Data supplied section start

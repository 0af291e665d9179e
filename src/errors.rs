//! Error types for provider queries and host store access

use thiserror::Error;

/// Failure returned by a provider status client.
///
/// The `Display` text of every variant keeps the provider's own message intact,
/// since unknown-instance recovery parses it.
#[derive(Debug, Error)]
pub enum ProviderError {
    /// Throttling, timeouts and connection failures. Retried.
    #[error("{0}")]
    Transient(String),

    /// The provider refused the request (bad credentials, unknown instances, ...).
    #[error("{0}")]
    Rejected(String),

    #[error("malformed provider response: {0}")]
    MalformedResponse(String),

    #[error("after {attempts} attempts, operation failed: {last}")]
    RetriesExhausted {
        attempts: u32,
        #[source]
        last: Box<ProviderError>,
    },

    #[error("no status client registered for provider '{0}'")]
    UnsupportedProvider(String),

    #[error("failed to run provider command: {0}")]
    Io(#[from] std::io::Error),
}

impl ProviderError {
    pub fn is_retryable(&self) -> bool {
        matches!(self, ProviderError::Transient(_))
    }
}

/// Failure returned by a host store.
#[derive(Debug, Error)]
pub enum StoreError {
    #[error("database error: {0}")]
    Database(#[from] sqlx::Error),

    #[error("database migration failed: {0}")]
    Migration(#[from] sqlx::migrate::MigrateError),

    #[error("invalid distro document for host {host_id}: {source}")]
    Distro {
        host_id: String,
        #[source]
        source: serde_json::Error,
    },

    #[error("invalid status '{status}' stored for host {host_id}")]
    InvalidStatus { host_id: String, status: String },
}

Data supplied section end

Exercise objective.
Across the whole listing, show each line where the word "enum" occurs.

Result of the task.
pub enum ProviderError {
pub enum StoreError {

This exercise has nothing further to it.